@Twirlip,
Twirlip wrote:Yes, I mentioned that I could see that as a potential problem, back in one of my earlier posts (at about 7:00 p.m. BST - I don't have a reference number for it).
What was confusing me was that people were saying that the problem was the creation of meaningless or offensive tags, and I couldn't see why this relatively minor problem needed to be handled in any other way than by making the least recently added tags invisible by default (but still operative, and still accessible on demand).
You are only considering the on-thread implications, you aren't considering the on-forum implications. On the thread you seek to resolve it by making it invisible (but still accessible on the forum) but there is an on-forum potential for problems as well in that miscategorization could never be undone except by the miscategorizer and that opens up the possiblity for on-forum vandalism (not the on-thread vandalism which you are focused on).
What you propose is how we launched by the way (only the top 5 were displayed on thread but the thread remained in the forums of any tag it was given by anyone) and it was the first fire we had to put out.
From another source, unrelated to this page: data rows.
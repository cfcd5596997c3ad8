use std::sync::atomic::{AtomicU64, AtomicUsize, Ordering};
use std::time::{Duration, Instant};

/// Performance metrics collector for the sharded driver
#[derive(Debug)]
pub struct MetricsCollector {
    // Operation counts
    /// Number of read operations (query, group-by, series)
    query_count: AtomicUsize,
    /// Number of insert operations
    insert_count: AtomicUsize,
    /// Number of failed inserts
    failed_insert_count: AtomicUsize,
    /// Number of dataset deletions
    delete_count: AtomicUsize,

    // Shard metrics
    /// Shards retained by range pruning
    shards_scanned: AtomicUsize,
    /// Shards skipped by range pruning
    shards_skipped: AtomicUsize,
    /// Executor calls made against shards
    shard_executions: AtomicUsize,

    // Timing metrics
    /// Total read operation duration in nanoseconds
    query_duration_ns: AtomicU64,
    /// Total insert duration in nanoseconds
    insert_duration_ns: AtomicU64,
    /// Total time spent inside locked executor calls in nanoseconds
    execution_duration_ns: AtomicU64,

    // Cache metrics
    /// Number of cache hits
    cache_hits: AtomicUsize,
    /// Number of cache misses
    cache_misses: AtomicUsize,
    /// Number of shard results stored in the cache
    cache_stores: AtomicUsize,

    // Internal state
    /// Start time of the metrics collector
    start_time: Instant,
}

impl Default for MetricsCollector {
    fn default() -> Self {
        Self::new()
    }
}

impl MetricsCollector {
    /// Create a new metrics collector
    pub fn new() -> Self {
        Self {
            query_count: AtomicUsize::new(0),
            insert_count: AtomicUsize::new(0),
            failed_insert_count: AtomicUsize::new(0),
            delete_count: AtomicUsize::new(0),

            shards_scanned: AtomicUsize::new(0),
            shards_skipped: AtomicUsize::new(0),
            shard_executions: AtomicUsize::new(0),

            query_duration_ns: AtomicU64::new(0),
            insert_duration_ns: AtomicU64::new(0),
            execution_duration_ns: AtomicU64::new(0),

            cache_hits: AtomicUsize::new(0),
            cache_misses: AtomicUsize::new(0),
            cache_stores: AtomicUsize::new(0),

            start_time: Instant::now(),
        }
    }

    // Operation count methods

    /// Increment read operation count
    pub fn increment_queries(&self) {
        self.query_count.fetch_add(1, Ordering::Relaxed);
    }

    /// Increment insert count
    pub fn increment_inserts(&self) {
        self.insert_count.fetch_add(1, Ordering::Relaxed);
    }

    /// Increment failed insert count
    pub fn increment_failed_inserts(&self) {
        self.failed_insert_count.fetch_add(1, Ordering::Relaxed);
    }

    /// Increment dataset deletion count
    pub fn increment_deletes(&self) {
        self.delete_count.fetch_add(1, Ordering::Relaxed);
    }

    // Shard metrics methods

    /// Add shards retained by pruning
    pub fn add_shards_scanned(&self, count: usize) {
        self.shards_scanned.fetch_add(count, Ordering::Relaxed);
    }

    /// Add shards skipped by pruning
    pub fn add_shards_skipped(&self, count: usize) {
        self.shards_skipped.fetch_add(count, Ordering::Relaxed);
    }

    /// Record one executor call and how long it held the shard lock
    pub fn record_shard_execution(&self, duration: Duration) {
        self.shard_executions.fetch_add(1, Ordering::Relaxed);
        self.execution_duration_ns.fetch_add(duration.as_nanos() as u64, Ordering::Relaxed);
    }

    // Timing metrics methods

    /// Record a read operation duration
    pub fn record_query_duration(&self, duration: Duration) {
        self.query_duration_ns.fetch_add(duration.as_nanos() as u64, Ordering::Relaxed);
    }

    /// Record an insert duration
    pub fn record_insert_duration(&self, duration: Duration) {
        self.insert_duration_ns.fetch_add(duration.as_nanos() as u64, Ordering::Relaxed);
    }

    // Cache metrics methods

    /// Increment cache hits
    pub fn increment_cache_hits(&self) {
        self.cache_hits.fetch_add(1, Ordering::Relaxed);
    }

    /// Increment cache misses
    pub fn increment_cache_misses(&self) {
        self.cache_misses.fetch_add(1, Ordering::Relaxed);
    }

    /// Increment cache stores
    pub fn increment_cache_stores(&self) {
        self.cache_stores.fetch_add(1, Ordering::Relaxed);
    }

    // Getters

    /// Get number of read operations
    pub fn get_query_count(&self) -> usize {
        self.query_count.load(Ordering::Relaxed)
    }

    /// Get number of inserts
    pub fn get_insert_count(&self) -> usize {
        self.insert_count.load(Ordering::Relaxed)
    }

    /// Get number of failed inserts
    pub fn get_failed_insert_count(&self) -> usize {
        self.failed_insert_count.load(Ordering::Relaxed)
    }

    /// Get number of dataset deletions
    pub fn get_delete_count(&self) -> usize {
        self.delete_count.load(Ordering::Relaxed)
    }

    /// Get number of shards retained by pruning
    pub fn get_shards_scanned(&self) -> usize {
        self.shards_scanned.load(Ordering::Relaxed)
    }

    /// Get number of shards skipped by pruning
    pub fn get_shards_skipped(&self) -> usize {
        self.shards_skipped.load(Ordering::Relaxed)
    }

    /// Get number of executor calls
    pub fn get_shard_executions(&self) -> usize {
        self.shard_executions.load(Ordering::Relaxed)
    }

    /// Get total read operation duration
    pub fn get_query_duration(&self) -> Duration {
        Duration::from_nanos(self.query_duration_ns.load(Ordering::Relaxed))
    }

    /// Get total insert duration
    pub fn get_insert_duration(&self) -> Duration {
        Duration::from_nanos(self.insert_duration_ns.load(Ordering::Relaxed))
    }

    /// Get total time spent in executor calls
    pub fn get_execution_duration(&self) -> Duration {
        Duration::from_nanos(self.execution_duration_ns.load(Ordering::Relaxed))
    }

    /// Get number of cache hits
    pub fn get_cache_hits(&self) -> usize {
        self.cache_hits.load(Ordering::Relaxed)
    }

    /// Get number of cache misses
    pub fn get_cache_misses(&self) -> usize {
        self.cache_misses.load(Ordering::Relaxed)
    }

    /// Get number of cache stores
    pub fn get_cache_stores(&self) -> usize {
        self.cache_stores.load(Ordering::Relaxed)
    }

    /// Get cache hit rate (0.0 - 1.0)
    pub fn get_cache_hit_rate(&self) -> f64 {
        let hits = self.cache_hits.load(Ordering::Relaxed);
        let misses = self.cache_misses.load(Ordering::Relaxed);

        if hits + misses == 0 {
            return 0.0;
        }

        hits as f64 / (hits + misses) as f64
    }

    /// Get uptime of the metrics collector
    pub fn get_uptime(&self) -> Duration {
        self.start_time.elapsed()
    }

    /// Reset all metrics
    pub fn reset(&self) {
        self.query_count.store(0, Ordering::Relaxed);
        self.insert_count.store(0, Ordering::Relaxed);
        self.failed_insert_count.store(0, Ordering::Relaxed);
        self.delete_count.store(0, Ordering::Relaxed);

        self.shards_scanned.store(0, Ordering::Relaxed);
        self.shards_skipped.store(0, Ordering::Relaxed);
        self.shard_executions.store(0, Ordering::Relaxed);

        self.query_duration_ns.store(0, Ordering::Relaxed);
        self.insert_duration_ns.store(0, Ordering::Relaxed);
        self.execution_duration_ns.store(0, Ordering::Relaxed);

        self.cache_hits.store(0, Ordering::Relaxed);
        self.cache_misses.store(0, Ordering::Relaxed);
        self.cache_stores.store(0, Ordering::Relaxed);
    }

    /// Get a report of all metrics
    pub fn get_report(&self) -> String {
        let mut report = String::new();

        report.push_str("=== Analytics Driver Metrics ===\n\n");

        report.push_str(&format!("Uptime: {:?}\n\n", self.get_uptime()));

        report.push_str("Operation Counts:\n");
        report.push_str(&format!("  Queries: {}\n", self.get_query_count()));
        report.push_str(&format!("  Inserts: {}\n", self.get_insert_count()));
        report.push_str(&format!("  Failed Inserts: {}\n", self.get_failed_insert_count()));
        report.push_str(&format!("  Deletes: {}\n\n", self.get_delete_count()));

        report.push_str("Shard Metrics:\n");
        report.push_str(&format!("  Shards Scanned: {}\n", self.get_shards_scanned()));
        report.push_str(&format!("  Shards Skipped: {}\n", self.get_shards_skipped()));
        report.push_str(&format!("  Shard Executions: {}\n\n", self.get_shard_executions()));

        report.push_str("Performance Metrics:\n");
        if self.get_query_count() > 0 {
            let avg_query = self.get_query_duration().as_micros() / self.get_query_count() as u128;
            report.push_str(&format!("  Avg. Query Time: {}µs\n", avg_query));
        }
        if self.get_insert_count() > 0 {
            let avg_insert = self.get_insert_duration().as_micros() / self.get_insert_count() as u128;
            report.push_str(&format!("  Avg. Insert Time: {}µs\n", avg_insert));
        }
        if self.get_shard_executions() > 0 {
            let avg_execution =
                self.get_execution_duration().as_micros() / self.get_shard_executions() as u128;
            report.push_str(&format!("  Avg. Shard Execution Time: {}µs\n", avg_execution));
        }

        report.push_str("\nCache Metrics:\n");
        report.push_str(&format!("  Hits: {}\n", self.get_cache_hits()));
        report.push_str(&format!("  Misses: {}\n", self.get_cache_misses()));
        report.push_str(&format!("  Stores: {}\n", self.get_cache_stores()));
        report.push_str(&format!("  Hit Rate: {:.2}%\n", self.get_cache_hit_rate() * 100.0));

        report
    }
}
//! Combining per-shard results into one response

use std::collections::HashMap;
use std::sync::Arc;

use crate::model::{Aggregate, Aggregates, Analytics, Intervals};

/// Concatenate records in shard order
pub fn concat_analytics(parts: &[Arc<Analytics>]) -> Analytics {
    let list = parts
        .iter()
        .flat_map(|part| part.list.iter().cloned())
        .collect();
    Analytics { list }
}

/// Sum totals and unique counts of equal ids across shards.
///
/// Iteration order of the output is unspecified.
pub fn merge_aggregates(parts: &[Arc<Aggregates>]) -> Aggregates {
    let mut merged: HashMap<&str, (u64, u64)> = HashMap::new();

    for aggregate in parts.iter().flat_map(|part| part.list.iter()) {
        let entry = merged.entry(aggregate.id.as_str()).or_default();
        entry.0 += aggregate.total;
        entry.1 += aggregate.unique;
    }

    let list = merged
        .into_iter()
        .map(|(id, (total, unique))| Aggregate {
            id: id.to_string(),
            total,
            unique,
        })
        .collect();

    Aggregates { list }
}

/// Concatenate time buckets in shard order
pub fn concat_intervals(parts: &[Arc<Intervals>]) -> Intervals {
    let list = parts
        .iter()
        .flat_map(|part| part.list.iter().cloned())
        .collect();
    Intervals { list }
}
//! Wall-clock source
//!
//! The driver asks the clock which month is current to decide which shard
//! is still open for writes and must stay out of the cache.

use chrono::{DateTime, Utc};
use parking_lot::RwLock;

/// Source of the current time
pub trait Clock: Send + Sync {
    fn now(&self) -> DateTime<Utc>;
}

/// Clock reading the system time
#[derive(Debug, Clone, Copy, Default)]
pub struct SystemClock;

impl Clock for SystemClock {
    fn now(&self) -> DateTime<Utc> {
        Utc::now()
    }
}

/// Clock returning a settable instant
#[derive(Debug)]
pub struct FixedClock {
    now: RwLock<DateTime<Utc>>,
}

impl FixedClock {
    pub fn new(now: DateTime<Utc>) -> Self {
        Self {
            now: RwLock::new(now),
        }
    }

    /// Move the clock to another instant
    pub fn set(&self, now: DateTime<Utc>) {
        *self.now.write() = now;
    }
}

impl Clock for FixedClock {
    fn now(&self) -> DateTime<Utc> {
        *self.now.read()
    }
}

#[cfg(test)]
mod tests {
    use super::*;
    use chrono::TimeZone;

    #[test]
    fn test_fixed_clock() {
        let december = Utc.with_ymd_and_hms(2015, 12, 8, 0, 0, 0).unwrap();
        let clock = FixedClock::new(december);
        assert_eq!(clock.now(), december);

        let january = Utc.with_ymd_and_hms(2016, 1, 2, 0, 0, 0).unwrap();
        clock.set(january);
        assert_eq!(clock.now(), january);
    }

    #[test]
    fn test_system_clock_advances() {
        let before = Utc::now();
        assert!(SystemClock.now() >= before);
    }
}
It blindsided us that we had left the door open for forum vandalism that wide and we had to rush to close it,
So right now the way it works is for the top 5 (as determined by number of users) tags to allow the community a way to remove an irrelevant tag. But this is a crude algorithm and I have a number of improvements to make to it. First of all, we will implement a collaboratively-edited pages feature that is going to serve as curation for forums. I don't want to try to explain it now (I just can't do it justice simply and there's no existing example of what I intend to do on the internet that I am aware of) but simply put we are going to have wiki-style forum management that is human-driven but more structured. This will be used as a signal for the tagging in a way that I believe will eliminate all graffiti tagging except for...
Quote:It's not obvious what to do about the problem of people michievously adding functional but misleading tags to threads. I'll leave that one to you for the moment!
There are 3 ways I am considering (individually or in combo) to do so:
1) Term extraction - we can run the post text through a term extraction algorithm that tries to do semantic analysis of the post and determine it's own tags. Basically, a computer's attempt at tagging the topic. We can use this to weigh tags that match a computer's attempt more highly.
2) Crude semantic analysis - on a very basic level, there's a huge signal we can use in the presence of the word itself in the post title and text. So if "philosophy" is in the text a tag of philosophy can be weighed differently than a graffiti tag that is typically not in the topic text.
3) Wisdom of crowds - We already use the crowd as a vote but we can do so more explicitly. For example if two people have to blindly tag a topic and only tags that are arrived at by at least two people independently are displayed they are likely to be much more relevant (most of the graffiti tags are not likely to be arrived at by even two people independently).
Anyway, none of those are perfect approaches but a combination of some/all of them will be used to rework the current tag approach from a pure use popularity score to a more nuanced relevance score that takes other signals into account. We'll also start running aggregate data on the user level to detect users whose tags are rarely relevant and to lower the weight of their tags and other such things.